EXERCISE DIRECTIONS: Lines from the material below that hold the string "directly" are what is needed; copy each of them.
*** DATA SUPPLIED Section Begins ***
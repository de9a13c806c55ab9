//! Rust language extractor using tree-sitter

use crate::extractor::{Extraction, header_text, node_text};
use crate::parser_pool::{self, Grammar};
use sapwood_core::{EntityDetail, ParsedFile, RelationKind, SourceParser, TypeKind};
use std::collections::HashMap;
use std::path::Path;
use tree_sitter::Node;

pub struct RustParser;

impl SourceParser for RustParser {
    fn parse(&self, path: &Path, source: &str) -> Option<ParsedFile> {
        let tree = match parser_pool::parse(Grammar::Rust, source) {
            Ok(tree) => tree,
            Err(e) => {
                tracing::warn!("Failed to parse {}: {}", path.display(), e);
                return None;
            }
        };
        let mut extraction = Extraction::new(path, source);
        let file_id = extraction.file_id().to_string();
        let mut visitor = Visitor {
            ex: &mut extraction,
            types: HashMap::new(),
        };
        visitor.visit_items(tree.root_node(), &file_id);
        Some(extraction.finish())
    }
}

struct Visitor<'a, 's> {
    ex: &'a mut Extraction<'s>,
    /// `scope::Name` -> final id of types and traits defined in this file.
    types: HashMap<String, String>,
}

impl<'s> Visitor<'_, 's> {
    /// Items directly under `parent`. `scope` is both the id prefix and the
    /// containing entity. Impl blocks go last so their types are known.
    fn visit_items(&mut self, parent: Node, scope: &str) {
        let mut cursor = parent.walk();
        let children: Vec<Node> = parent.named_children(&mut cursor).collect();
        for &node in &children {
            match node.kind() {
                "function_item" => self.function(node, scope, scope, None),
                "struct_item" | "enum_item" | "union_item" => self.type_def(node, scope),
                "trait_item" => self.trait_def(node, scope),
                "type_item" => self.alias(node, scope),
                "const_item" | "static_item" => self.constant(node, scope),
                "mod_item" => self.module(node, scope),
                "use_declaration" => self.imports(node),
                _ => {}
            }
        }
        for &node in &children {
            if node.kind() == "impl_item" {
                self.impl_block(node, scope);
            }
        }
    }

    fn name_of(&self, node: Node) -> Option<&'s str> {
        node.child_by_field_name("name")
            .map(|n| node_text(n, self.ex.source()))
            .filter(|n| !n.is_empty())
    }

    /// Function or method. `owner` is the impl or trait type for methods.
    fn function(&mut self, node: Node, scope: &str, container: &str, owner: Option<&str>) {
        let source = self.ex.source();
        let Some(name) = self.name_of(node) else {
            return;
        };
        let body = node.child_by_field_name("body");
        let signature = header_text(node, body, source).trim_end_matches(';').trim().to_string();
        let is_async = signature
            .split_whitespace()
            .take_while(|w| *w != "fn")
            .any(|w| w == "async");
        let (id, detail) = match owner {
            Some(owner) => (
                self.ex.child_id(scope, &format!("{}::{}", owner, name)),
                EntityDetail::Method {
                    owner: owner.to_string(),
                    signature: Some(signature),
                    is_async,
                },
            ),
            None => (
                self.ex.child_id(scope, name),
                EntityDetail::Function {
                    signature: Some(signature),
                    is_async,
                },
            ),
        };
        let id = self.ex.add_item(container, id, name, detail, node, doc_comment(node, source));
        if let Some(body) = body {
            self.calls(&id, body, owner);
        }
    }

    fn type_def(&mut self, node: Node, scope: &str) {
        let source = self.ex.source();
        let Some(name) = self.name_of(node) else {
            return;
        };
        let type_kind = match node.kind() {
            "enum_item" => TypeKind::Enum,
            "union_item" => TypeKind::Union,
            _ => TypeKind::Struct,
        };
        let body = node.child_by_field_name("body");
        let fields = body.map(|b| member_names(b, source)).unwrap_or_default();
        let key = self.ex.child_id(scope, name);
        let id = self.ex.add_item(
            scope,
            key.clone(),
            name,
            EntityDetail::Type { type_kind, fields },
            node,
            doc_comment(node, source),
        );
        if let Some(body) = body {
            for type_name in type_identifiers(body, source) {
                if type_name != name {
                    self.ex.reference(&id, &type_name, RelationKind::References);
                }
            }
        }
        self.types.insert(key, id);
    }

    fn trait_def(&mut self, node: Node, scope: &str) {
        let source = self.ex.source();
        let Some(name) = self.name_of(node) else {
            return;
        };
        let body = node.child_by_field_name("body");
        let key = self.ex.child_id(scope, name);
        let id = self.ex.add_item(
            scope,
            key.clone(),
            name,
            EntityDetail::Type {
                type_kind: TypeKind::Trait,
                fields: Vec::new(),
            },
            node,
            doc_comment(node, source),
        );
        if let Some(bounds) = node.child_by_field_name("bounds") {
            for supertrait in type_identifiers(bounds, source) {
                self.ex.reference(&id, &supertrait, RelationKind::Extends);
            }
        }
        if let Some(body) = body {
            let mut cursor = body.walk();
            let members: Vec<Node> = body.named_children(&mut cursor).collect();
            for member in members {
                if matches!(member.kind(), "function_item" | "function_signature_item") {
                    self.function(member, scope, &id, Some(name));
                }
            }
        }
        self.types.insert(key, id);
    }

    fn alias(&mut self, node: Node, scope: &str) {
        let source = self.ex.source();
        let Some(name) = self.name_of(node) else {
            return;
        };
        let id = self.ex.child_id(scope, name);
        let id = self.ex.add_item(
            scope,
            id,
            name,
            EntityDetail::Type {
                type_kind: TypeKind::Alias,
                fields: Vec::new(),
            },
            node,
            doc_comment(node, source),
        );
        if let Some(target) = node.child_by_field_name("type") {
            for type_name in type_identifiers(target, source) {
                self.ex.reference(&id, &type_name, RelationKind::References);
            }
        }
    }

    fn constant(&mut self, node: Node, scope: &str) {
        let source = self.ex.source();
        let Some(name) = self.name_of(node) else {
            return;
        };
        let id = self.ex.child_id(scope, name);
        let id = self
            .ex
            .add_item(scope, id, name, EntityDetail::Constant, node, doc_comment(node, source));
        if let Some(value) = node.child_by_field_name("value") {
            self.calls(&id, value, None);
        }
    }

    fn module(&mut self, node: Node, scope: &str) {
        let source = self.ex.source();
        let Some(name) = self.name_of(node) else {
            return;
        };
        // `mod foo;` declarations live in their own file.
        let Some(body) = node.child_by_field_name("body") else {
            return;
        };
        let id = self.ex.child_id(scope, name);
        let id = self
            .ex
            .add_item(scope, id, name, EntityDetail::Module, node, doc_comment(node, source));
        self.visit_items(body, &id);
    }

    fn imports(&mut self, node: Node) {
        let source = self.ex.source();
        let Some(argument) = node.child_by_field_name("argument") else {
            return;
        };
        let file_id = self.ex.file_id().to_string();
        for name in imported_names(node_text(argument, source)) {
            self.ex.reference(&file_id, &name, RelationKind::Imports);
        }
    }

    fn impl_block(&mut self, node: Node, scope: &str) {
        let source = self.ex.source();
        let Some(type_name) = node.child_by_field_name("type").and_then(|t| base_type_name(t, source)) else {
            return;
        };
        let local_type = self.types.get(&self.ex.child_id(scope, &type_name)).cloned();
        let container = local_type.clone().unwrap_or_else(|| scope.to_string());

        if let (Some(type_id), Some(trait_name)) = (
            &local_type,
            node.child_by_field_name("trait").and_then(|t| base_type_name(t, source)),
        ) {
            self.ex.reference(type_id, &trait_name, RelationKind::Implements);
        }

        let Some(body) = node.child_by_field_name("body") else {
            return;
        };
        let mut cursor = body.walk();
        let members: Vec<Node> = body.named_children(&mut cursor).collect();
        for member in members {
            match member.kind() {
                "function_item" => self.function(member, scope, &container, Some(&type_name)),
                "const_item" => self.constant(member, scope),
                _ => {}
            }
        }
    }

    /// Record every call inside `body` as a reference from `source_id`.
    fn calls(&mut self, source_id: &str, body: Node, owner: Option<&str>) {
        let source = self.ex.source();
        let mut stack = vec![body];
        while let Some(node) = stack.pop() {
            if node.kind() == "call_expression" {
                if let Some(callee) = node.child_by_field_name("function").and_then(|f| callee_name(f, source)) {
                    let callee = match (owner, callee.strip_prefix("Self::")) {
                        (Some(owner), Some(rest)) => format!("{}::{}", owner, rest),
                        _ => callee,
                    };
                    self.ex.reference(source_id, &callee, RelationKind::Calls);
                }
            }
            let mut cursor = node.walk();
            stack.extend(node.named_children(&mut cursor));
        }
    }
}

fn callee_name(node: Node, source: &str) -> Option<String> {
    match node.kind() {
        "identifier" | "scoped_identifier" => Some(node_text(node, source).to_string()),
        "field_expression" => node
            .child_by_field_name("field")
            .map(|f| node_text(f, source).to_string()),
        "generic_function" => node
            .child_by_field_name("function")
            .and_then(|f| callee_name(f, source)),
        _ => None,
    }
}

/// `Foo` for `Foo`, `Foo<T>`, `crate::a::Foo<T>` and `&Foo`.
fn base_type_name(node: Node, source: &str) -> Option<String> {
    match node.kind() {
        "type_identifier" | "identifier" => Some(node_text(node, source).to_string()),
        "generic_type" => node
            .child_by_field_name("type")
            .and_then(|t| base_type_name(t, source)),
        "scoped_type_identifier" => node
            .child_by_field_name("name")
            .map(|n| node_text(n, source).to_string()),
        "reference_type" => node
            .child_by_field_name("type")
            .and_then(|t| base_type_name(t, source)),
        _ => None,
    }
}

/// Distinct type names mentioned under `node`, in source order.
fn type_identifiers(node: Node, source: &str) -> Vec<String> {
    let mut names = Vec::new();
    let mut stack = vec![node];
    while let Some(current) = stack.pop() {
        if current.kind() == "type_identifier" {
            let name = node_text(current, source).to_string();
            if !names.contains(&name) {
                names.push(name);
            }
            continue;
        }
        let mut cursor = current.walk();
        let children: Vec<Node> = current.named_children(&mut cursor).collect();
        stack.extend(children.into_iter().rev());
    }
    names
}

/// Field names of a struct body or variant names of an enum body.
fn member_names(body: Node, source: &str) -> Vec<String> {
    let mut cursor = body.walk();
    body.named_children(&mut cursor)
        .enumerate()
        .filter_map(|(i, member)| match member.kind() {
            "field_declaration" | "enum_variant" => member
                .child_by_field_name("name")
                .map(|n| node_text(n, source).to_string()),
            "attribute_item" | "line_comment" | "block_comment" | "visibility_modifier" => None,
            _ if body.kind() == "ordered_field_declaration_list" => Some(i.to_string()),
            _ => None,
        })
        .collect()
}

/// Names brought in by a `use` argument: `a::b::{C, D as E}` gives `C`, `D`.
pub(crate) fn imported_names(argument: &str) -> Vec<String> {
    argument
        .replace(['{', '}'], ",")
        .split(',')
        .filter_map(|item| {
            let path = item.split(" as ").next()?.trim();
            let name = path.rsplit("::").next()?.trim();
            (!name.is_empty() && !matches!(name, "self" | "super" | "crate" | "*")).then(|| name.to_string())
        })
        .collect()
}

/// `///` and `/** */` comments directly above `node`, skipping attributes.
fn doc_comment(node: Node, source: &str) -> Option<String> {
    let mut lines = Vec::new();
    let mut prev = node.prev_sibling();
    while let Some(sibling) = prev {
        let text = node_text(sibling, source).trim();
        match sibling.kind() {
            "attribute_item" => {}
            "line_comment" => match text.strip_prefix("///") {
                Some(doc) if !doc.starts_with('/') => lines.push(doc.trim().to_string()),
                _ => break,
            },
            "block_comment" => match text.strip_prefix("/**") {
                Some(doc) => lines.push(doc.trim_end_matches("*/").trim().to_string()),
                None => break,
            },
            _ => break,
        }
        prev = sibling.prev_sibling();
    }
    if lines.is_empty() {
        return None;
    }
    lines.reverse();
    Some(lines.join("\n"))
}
*** DATA SUPPLIED Section Ends ***
ANSWER SECTION:
    /// Items directly under `parent`. `scope` is both the id prefix and the
/// `///` and `/** */` comments directly above `node`, skipping attributes.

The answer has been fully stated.